Whenever there is a treaty or convention for extradition between the United States and any foreign government, . . . any justice or judge of the United States, or any magistrate judge authorized so to do by a court of the United States, . . . may, upon complaint made under oath, charging any person found within his [or her] jurisdiction, with having committed within the jurisdiction of any such foreign government any of the crimes provided for by such treaty or convention, . . . issue his [or her] warrant for the apprehension of the person so charged, that he [or she] may be brought before such justice, judge, or magistrate judge . . . of the United States District Court . . . .

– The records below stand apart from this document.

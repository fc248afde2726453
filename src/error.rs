use thiserror::Error;

/// Boxed error returned by external collaborators (publishers, subscribers, topic generators).
pub type BoxError = Box<dyn std::error::Error + Send + Sync>;

/// A required field was not set on `RequeueConfig`.
#[derive(Debug, Clone, PartialEq, Eq, Error)]
pub enum ConfigError {
    #[error("subscriber is required")]
    MissingSubscriber,

    #[error("subscribe topic is required")]
    MissingSubscribeTopic,

    #[error("publisher is required")]
    MissingPublisher,

    #[error("generate publish topic is required")]
    MissingGeneratePublishTopic,
}

/// Error type for the requeue library.
#[derive(Debug, Error)]
pub enum RequeueError {
    /// Construction was rejected; no `Requeue` instance exists.
    #[error("invalid config: {0}")]
    InvalidConfig(#[from] ConfigError),

    /// The message's context was cancelled while waiting out the delay.
    /// Nothing was mutated or published.
    #[error("message context cancelled before the requeue delay elapsed")]
    Cancelled,

    /// The topic generator failed. The message was left untouched.
    #[error(transparent)]
    TopicResolution(BoxError),

    /// The publisher failed. The retry counter was already incremented on the in-memory message.
    #[error(transparent)]
    Publish(BoxError),

    /// The subscriber could not be attached or its stream failed.
    #[error("subscription failed: {0}")]
    Subscribe(BoxError),
}

impl RequeueError {
    /// `true` if the error came from the delay stage being cancelled.
    pub fn is_cancelled(&self) -> bool {
        matches!(self, RequeueError::Cancelled)
    }
}

/// Error returned by the topic generator helpers in [`crate::topic`].
#[derive(Debug, Clone, PartialEq, Eq, Error)]
pub enum TopicError {
    #[error("metadata key '{0}' is missing or empty")]
    MissingMetadata(String),
}
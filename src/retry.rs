//! Retry counter carried in message metadata.
//!
//! The counter is stored as a base-10 string under [`RETRIES_KEY`] so any transport
//! can carry it. Downstream consumers reading it should treat a missing or
//! unparseable value as zero, the same way [`get_retry_count`] does.

use crate::message::Message;

/// Metadata key holding the number of times a message has been requeued.
pub const RETRIES_KEY: &str = "requeue_retries";

/// Returns the current retry count. Missing, empty, negative or non-numeric values count as `0`.
pub fn get_retry_count(msg: &Message) -> u64 {
    msg.metadata
        .get(RETRIES_KEY)
        .and_then(|value| value.parse::<u64>().ok())
        .unwrap_or(0)
}

/// Writes `count` under [`RETRIES_KEY`], overwriting any previous value.
pub fn set_retry_count(msg: &mut Message, count: u64) {
    msg.metadata.set(RETRIES_KEY, count.to_string());
}

/// Increments the retry count in place and returns the new value.
pub fn increment_retry_count(msg: &mut Message) -> u64 {
    let retries = get_retry_count(msg).saturating_add(1);
    set_retry_count(msg, retries);
    retries
}
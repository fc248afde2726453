//! Traits for the transport collaborators the requeue handler depends on.

use crate::error::BoxError;
use crate::message::Message;
use async_trait::async_trait;
use futures_util::stream::BoxStream;

/// Sends messages to a topic.
///
/// The delivery guarantee (at-least-once, exactly-once...) is whatever the
/// implementation provides; the requeue handler does not strengthen it.
#[async_trait]
pub trait Publisher: Send + Sync {
    /// Publishes `message` to `topic`.
    ///
    /// # Returns
    /// `Ok(())` once the transport has accepted the message.
    async fn publish(&self, topic: &str, message: &Message) -> Result<(), BoxError>;
}

/// Acknowledges or rejects a single delivered message with its transport.
#[async_trait]
pub trait Acknowledger: Send + Sync {
    /// Marks the message as processed; it will not be delivered again.
    async fn ack(&self) -> Result<(), BoxError>;

    /// Rejects the message so the transport redelivers the original copy.
    async fn nack(&self) -> Result<(), BoxError>;
}

/// A delivered message together with the handle used to settle it.
pub struct Incoming {
    pub message: Message,
    pub acknowledger: Box<dyn Acknowledger>,
}

impl Incoming {
    pub fn new(message: Message, acknowledger: impl Acknowledger + 'static) -> Self {
        Self {
            message,
            acknowledger: Box::new(acknowledger),
        }
    }
}

/// Stream of deliveries returned by [`Subscriber::subscribe`].
pub type MessageStream = BoxStream<'static, Result<Incoming, BoxError>>;

/// Supplies messages from a named topic.
#[async_trait]
pub trait Subscriber: Send + Sync {
    /// Starts consuming `topic`.
    ///
    /// The stream ends when the subscription is closed by the transport.
    async fn subscribe(&self, topic: &str) -> Result<MessageStream, BoxError>;
}
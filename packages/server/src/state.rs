use std::sync::Arc;

use crate::config::{AppConfig, ConfigPresence};
use crate::error::AppError;
use crate::store::QrxStore;

#[derive(Clone)]
pub struct AppState {
    /// `None` when the data service is not configured.
    pub store: Option<Arc<dyn QrxStore>>,
    pub config: Arc<AppConfig>,
    /// Captured once at startup for diagnostics.
    pub presence: ConfigPresence,
}

impl AppState {
    pub fn new(config: AppConfig, store: Option<Arc<dyn QrxStore>>) -> Self {
        let presence = config.presence();
        Self {
            store,
            config: Arc::new(config),
            presence,
        }
    }

    pub fn store(&self) -> Result<&dyn QrxStore, AppError> {
        self.store.as_deref().ok_or(AppError::NotConfigured)
    }
}
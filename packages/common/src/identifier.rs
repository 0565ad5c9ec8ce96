/// Prefix carried by keys that were scanned from a QR code.
pub const QRX_PREFIX: &str = "qrx:";

/// Turn a raw path segment into the lookup key.
///
/// Trims, percent-decodes and strips one leading `qrx:`. A segment that does
/// not decode cleanly is used as-is (after trimming); an unusable key simply
/// matches nothing downstream.
pub fn normalize_qrx_id(raw: &str) -> String {
    let trimmed = raw.trim();
    let decoded = percent_decode(trimmed).unwrap_or_else(|| trimmed.to_string());
    match decoded.strip_prefix(QRX_PREFIX) {
        Some(rest) => rest.to_string(),
        None => decoded,
    }
}

/// Strict percent-decoding: every `%` must start a two-digit hex escape and
/// the decoded bytes must be UTF-8.
fn percent_decode(value: &str) -> Option<String> {
    if has_malformed_escape(value) {
        return None;
    }
    urlencoding::decode(value).ok().map(|v| v.into_owned())
}

fn has_malformed_escape(value: &str) -> bool {
    let bytes = value.as_bytes();
    let mut i = 0;
    while i < bytes.len() {
        if bytes[i] == b'%' {
            let valid = bytes.len() > i + 2
                && bytes[i + 1].is_ascii_hexdigit()
                && bytes[i + 2].is_ascii_hexdigit();
            if !valid {
                return true;
            }
            i += 3;
        } else {
            i += 1;
        }
    }
    false
}
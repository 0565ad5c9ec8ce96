use axum::extract::State;
use axum::response::Html;
use tracing::instrument;

use crate::extractors::query::QueryPairs;
use crate::state::AppState;
use crate::views;

/// `GET /get-app`. `from` is the path of the page that sent the visitor
/// here; the first value wins when it is repeated.
#[instrument(skip(state))]
pub async fn get_app(State(state): State<AppState>, query: QueryPairs) -> Html<String> {
    let from = views::sanitize_from(query.first("from"));
    Html(views::get_app_page(&state.config.links, &from))
}
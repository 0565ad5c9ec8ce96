use std::convert::Infallible;

use axum::{
    extract::{FromRequestParts, Query},
    http::request::Parts,
};
use tracing::debug;

/// Query string as ordered key/value pairs.
///
/// Repeated keys are kept; readers pick the first value or inspect all of
/// them. An unparseable query string reads as empty, so pages never answer
/// with an extractor rejection.
#[derive(Debug, Clone, Default, PartialEq, Eq)]
pub struct QueryPairs(pub Vec<(String, String)>);

impl QueryPairs {
    /// First value of `key`.
    pub fn first(&self, key: &str) -> Option<&str> {
        self.all(key).next()
    }

    /// Every value of `key`, in request order.
    pub fn all<'a>(&'a self, key: &str) -> impl Iterator<Item = &'a str> {
        self.0
            .iter()
            .filter(move |(k, _)| k == key)
            .map(|(_, v)| v.as_str())
    }
}

impl<S> FromRequestParts<S> for QueryPairs
where
    S: Send + Sync,
{
    type Rejection = Infallible;

    async fn from_request_parts(parts: &mut Parts, state: &S) -> Result<Self, Self::Rejection> {
        match Query::<Vec<(String, String)>>::from_request_parts(parts, state).await {
            Ok(Query(pairs)) => Ok(QueryPairs(pairs)),
            Err(e) => {
                debug!("Ignoring unparseable query string: {}", e.body_text());
                Ok(QueryPairs::default())
            }
        }
    }
}
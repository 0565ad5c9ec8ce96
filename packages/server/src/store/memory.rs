use std::collections::HashMap;
use std::sync::RwLock;

use async_trait::async_trait;
use common::{Entry, Media};

use super::{QrxStore, StoreError};

/// In-process store for local runs and tests.
#[derive(Debug, Default)]
pub struct MemoryStore {
    entries: RwLock<HashMap<String, Entry>>,
    media: RwLock<Vec<Media>>,
}

impl MemoryStore {
    pub fn new() -> Self {
        Self::default()
    }

    pub fn with_entry(self, entry: Entry) -> Self {
        self.insert_entry(entry);
        self
    }

    pub fn with_media(self, media: Media) -> Self {
        self.insert_media(media);
        self
    }

    pub fn insert_entry(&self, entry: Entry) {
        let mut entries = self.entries.write().unwrap_or_else(|e| e.into_inner());
        entries.insert(entry.id.clone(), entry);
    }

    /// Media rows are kept even when no entry owns them.
    pub fn insert_media(&self, media: Media) {
        let mut rows = self.media.write().unwrap_or_else(|e| e.into_inner());
        rows.push(media);
    }
}

#[async_trait]
impl QrxStore for MemoryStore {
    async fn find_entry(&self, qrx_id: &str) -> Result<Option<Entry>, StoreError> {
        let entries = self.entries.read().unwrap_or_else(|e| e.into_inner());
        Ok(entries.get(qrx_id).cloned())
    }

    async fn list_media(&self, qrx_id: &str) -> Result<Vec<Media>, StoreError> {
        let rows = self.media.read().unwrap_or_else(|e| e.into_inner());
        Ok(rows.iter().filter(|m| m.qrx_id == qrx_id).cloned().collect())
    }
}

18 U.S.C. § 3184.[20] The court must hold a hearing to determine whether “the evidence [is] sufficient to sustain the charge under the provisions of the proper treaty or convention . . . .” Id. The court's inquiry is “confined to the following: whether a valid treaty exists; whether the crime charged is covered by the relevant treaty; and whether the evidence marshaled in support of the complaint for extradition is sufficient under the applicable standard of proof.” Cheung v. United States, 213 F.3d 82, 88 (2d Cir. 2000), citing Lo Duca v. United States, 93 F.3d 1100, 1103-04 (2d Cir.)(additional citation omitted), cert. denied, 519 U.S. 1007 (1996). If the Court finds the evidence sufficient, the Court “shall certify the same, together with a copy of all the testimony taken before him [or her], to the Secretary of State[.]” 18 U.S.C. § 3184. “At that point, the Secretary of State has final authority to extradite the fugitive, but is not required to do so.” Lo Duca, 93 F.3d at 1103; Cheung, 213 F.3d at 88 (after the Court completes its inquiry, the Court “shall certify” the extraditability of the fugitive to the Secretary of State, who “has sole discretion to weigh the political or other consequences of extradition and to determine finally whether to extradite the fugitive.”). However, the “Executive Branch retains plenary discretion to refuse extradition.” Lo Duca, 93 F.3d at 1103-04.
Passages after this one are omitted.